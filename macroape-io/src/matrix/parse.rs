use nom::branch::alt;
use nom::character::complete::char;
use nom::character::complete::line_ending;
use nom::character::complete::multispace0;
use nom::character::complete::not_line_ending;
use nom::character::complete::space0;
use nom::character::complete::space1;
use nom::combinator::all_consuming;
use nom::combinator::eof;
use nom::combinator::opt;
use nom::combinator::verify;
use nom::multi::many0;
use nom::multi::many1;
use nom::multi::separated_list1;
use nom::number::complete::double;
use nom::sequence::delimited;
use nom::sequence::preceded;
use nom::sequence::terminated;
use nom::IResult;
use nom::Parser;

pub fn values(input: &str) -> IResult<&str, Vec<f64>> {
    delimited(space0, separated_list1(space1, double), space0).parse(input)
}

pub fn row(input: &str) -> IResult<&str, Vec<f64>> {
    terminated(values, alt((line_ending, eof))).parse(input)
}

pub fn blank_lines(input: &str) -> IResult<&str, Vec<&str>> {
    many0(preceded(space0, line_ending)).parse(input)
}

fn is_name(line: &str) -> bool {
    !line.trim().is_empty() && all_consuming(values).parse(line).is_err()
}

pub fn header(input: &str) -> IResult<&str, &str> {
    terminated(
        alt((
            preceded(char('>'), not_line_ending),
            verify(not_line_ending, is_name),
        )),
        line_ending,
    )
    .parse(input)
}

pub fn matrix(input: &str) -> IResult<&str, (Option<&str>, Vec<Vec<f64>>)> {
    let (input, _) = blank_lines(input)?;
    let (input, name) = opt(header).parse(input)?;
    let (input, rows) = many1(preceded(blank_lines, row)).parse(input)?;
    let (input, _) = multispace0(input)?;
    let name = name.map(str::trim).filter(|s| !s.is_empty());
    Ok((input, (name, rows)))
}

-----

# [The problem]
Make a copy of each line in the records that has the word "trim".

# [Response for this exercise]
    !line.trim().is_empty() && all_consuming(values).parse(line).is_err()
    let name = name.map(str::trim).filter(|s| !s.is_empty());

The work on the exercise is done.